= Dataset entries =
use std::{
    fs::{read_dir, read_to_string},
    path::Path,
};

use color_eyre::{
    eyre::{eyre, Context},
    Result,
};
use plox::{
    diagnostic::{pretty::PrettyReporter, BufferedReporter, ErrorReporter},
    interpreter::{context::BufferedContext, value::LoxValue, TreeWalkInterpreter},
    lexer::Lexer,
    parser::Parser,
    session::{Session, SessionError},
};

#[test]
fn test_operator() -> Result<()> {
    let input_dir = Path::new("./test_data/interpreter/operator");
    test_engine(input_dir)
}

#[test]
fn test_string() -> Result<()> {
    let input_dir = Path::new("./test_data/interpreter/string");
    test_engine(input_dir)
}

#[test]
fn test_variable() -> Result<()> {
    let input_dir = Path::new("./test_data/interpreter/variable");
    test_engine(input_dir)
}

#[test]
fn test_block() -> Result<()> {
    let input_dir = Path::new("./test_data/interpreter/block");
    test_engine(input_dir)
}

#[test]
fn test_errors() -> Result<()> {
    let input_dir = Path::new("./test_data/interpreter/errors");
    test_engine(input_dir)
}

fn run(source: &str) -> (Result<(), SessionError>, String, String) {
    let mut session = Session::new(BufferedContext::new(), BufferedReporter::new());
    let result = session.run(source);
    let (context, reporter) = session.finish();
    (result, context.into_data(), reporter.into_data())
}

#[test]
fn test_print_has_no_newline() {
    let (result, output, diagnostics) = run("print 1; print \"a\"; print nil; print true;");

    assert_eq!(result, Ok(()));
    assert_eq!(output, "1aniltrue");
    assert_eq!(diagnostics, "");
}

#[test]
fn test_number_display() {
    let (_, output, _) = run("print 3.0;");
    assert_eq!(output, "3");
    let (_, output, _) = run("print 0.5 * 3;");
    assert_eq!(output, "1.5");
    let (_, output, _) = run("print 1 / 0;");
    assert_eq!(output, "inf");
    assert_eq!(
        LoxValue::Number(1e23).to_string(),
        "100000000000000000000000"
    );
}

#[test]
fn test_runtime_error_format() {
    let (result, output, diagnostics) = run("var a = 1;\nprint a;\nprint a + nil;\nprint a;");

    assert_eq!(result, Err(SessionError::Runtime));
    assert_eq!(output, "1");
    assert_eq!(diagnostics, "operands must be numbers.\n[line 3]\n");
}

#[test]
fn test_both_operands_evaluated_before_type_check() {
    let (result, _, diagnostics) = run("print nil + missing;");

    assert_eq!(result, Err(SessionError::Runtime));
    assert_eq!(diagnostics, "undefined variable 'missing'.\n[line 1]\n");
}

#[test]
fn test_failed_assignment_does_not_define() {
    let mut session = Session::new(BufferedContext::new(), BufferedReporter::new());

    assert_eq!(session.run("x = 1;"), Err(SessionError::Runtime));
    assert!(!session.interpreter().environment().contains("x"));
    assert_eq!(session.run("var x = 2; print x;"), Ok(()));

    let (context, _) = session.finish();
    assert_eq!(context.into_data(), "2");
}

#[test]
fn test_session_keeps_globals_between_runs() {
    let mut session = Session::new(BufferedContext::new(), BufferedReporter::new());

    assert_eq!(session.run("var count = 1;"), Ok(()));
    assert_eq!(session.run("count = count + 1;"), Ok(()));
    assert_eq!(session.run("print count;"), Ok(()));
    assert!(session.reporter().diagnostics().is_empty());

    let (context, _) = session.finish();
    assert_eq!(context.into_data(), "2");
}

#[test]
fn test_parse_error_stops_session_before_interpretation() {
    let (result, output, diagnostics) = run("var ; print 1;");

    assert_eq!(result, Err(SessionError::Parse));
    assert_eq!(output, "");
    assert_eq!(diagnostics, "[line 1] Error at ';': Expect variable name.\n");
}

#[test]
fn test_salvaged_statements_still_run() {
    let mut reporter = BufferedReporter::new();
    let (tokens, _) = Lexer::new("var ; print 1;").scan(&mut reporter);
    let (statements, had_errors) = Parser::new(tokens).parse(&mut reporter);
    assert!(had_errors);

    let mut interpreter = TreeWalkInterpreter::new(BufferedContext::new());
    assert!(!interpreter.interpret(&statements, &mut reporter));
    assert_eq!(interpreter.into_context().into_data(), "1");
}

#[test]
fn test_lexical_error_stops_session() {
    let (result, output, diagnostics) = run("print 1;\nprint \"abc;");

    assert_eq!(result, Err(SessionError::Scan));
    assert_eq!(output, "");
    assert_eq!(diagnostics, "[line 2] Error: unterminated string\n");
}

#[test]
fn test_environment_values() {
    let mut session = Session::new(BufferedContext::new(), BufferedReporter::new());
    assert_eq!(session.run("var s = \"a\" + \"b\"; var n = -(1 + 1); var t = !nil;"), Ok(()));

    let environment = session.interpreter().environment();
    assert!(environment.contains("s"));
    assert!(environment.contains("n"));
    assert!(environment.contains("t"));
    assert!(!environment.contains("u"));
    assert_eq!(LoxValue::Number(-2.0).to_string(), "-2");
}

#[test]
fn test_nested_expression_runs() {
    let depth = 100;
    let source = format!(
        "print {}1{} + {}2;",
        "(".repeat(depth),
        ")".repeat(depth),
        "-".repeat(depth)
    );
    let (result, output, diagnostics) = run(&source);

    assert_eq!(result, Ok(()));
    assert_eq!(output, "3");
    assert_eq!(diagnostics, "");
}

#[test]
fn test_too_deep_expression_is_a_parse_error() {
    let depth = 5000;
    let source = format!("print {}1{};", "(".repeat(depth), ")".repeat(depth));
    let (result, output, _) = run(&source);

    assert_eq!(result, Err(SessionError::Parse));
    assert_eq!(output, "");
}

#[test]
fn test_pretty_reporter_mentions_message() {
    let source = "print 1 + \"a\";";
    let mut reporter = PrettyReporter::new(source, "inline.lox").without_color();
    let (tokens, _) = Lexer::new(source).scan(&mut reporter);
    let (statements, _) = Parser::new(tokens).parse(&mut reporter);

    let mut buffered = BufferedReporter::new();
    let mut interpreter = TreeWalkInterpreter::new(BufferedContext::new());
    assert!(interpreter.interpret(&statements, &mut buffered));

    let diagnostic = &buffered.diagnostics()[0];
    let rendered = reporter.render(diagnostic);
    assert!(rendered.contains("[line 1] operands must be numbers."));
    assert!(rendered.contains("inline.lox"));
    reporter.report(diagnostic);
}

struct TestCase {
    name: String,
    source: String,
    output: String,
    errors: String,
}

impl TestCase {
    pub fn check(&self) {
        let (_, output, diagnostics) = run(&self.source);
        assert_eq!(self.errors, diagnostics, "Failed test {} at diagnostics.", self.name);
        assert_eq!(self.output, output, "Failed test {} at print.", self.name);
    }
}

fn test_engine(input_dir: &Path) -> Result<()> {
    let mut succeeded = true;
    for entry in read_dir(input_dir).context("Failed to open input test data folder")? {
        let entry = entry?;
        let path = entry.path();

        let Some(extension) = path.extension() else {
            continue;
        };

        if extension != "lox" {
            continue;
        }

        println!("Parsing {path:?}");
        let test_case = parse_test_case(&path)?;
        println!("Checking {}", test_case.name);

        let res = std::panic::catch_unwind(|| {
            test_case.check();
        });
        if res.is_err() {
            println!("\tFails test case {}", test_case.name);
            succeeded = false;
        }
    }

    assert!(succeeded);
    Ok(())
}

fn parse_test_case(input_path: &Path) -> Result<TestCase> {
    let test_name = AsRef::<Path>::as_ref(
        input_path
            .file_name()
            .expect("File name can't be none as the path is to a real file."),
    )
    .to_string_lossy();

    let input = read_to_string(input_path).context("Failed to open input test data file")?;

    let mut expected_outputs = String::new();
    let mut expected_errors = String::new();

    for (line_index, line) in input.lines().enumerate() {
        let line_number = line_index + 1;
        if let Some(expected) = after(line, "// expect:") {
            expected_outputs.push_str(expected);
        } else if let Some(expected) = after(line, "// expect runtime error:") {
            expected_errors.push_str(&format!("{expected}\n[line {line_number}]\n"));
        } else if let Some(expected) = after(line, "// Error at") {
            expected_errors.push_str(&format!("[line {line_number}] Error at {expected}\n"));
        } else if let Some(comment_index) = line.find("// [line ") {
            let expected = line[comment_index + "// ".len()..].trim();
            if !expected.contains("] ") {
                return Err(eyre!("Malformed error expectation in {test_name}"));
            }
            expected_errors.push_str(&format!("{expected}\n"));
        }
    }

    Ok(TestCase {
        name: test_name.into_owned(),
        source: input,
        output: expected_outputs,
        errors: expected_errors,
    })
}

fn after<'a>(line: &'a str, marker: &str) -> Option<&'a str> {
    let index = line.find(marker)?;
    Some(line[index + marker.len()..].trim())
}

= Exercise =
Word for word, restate the lines of the data above that fall between the line holding "assert!(!interpreter.interpret(&statements, &mut reporter));" and the line holding "var n = -(1", inclusive, and no other lines.

= Answer to the problem =
    assert!(!interpreter.interpret(&statements, &mut reporter));
    assert_eq!(interpreter.into_context().into_data(), "1");
}

#[test]
fn test_lexical_error_stops_session() {
    let (result, output, diagnostics) = run("print 1;\nprint \"abc;");

    assert_eq!(result, Err(SessionError::Scan));
    assert_eq!(output, "");
    assert_eq!(diagnostics, "[line 2] Error: unterminated string\n");
}

#[test]
fn test_environment_values() {
    let mut session = Session::new(BufferedContext::new(), BufferedReporter::new());
    assert_eq!(session.run("var s = \"a\" + \"b\"; var n = -(1 + 1); var t = !nil;"), Ok(()));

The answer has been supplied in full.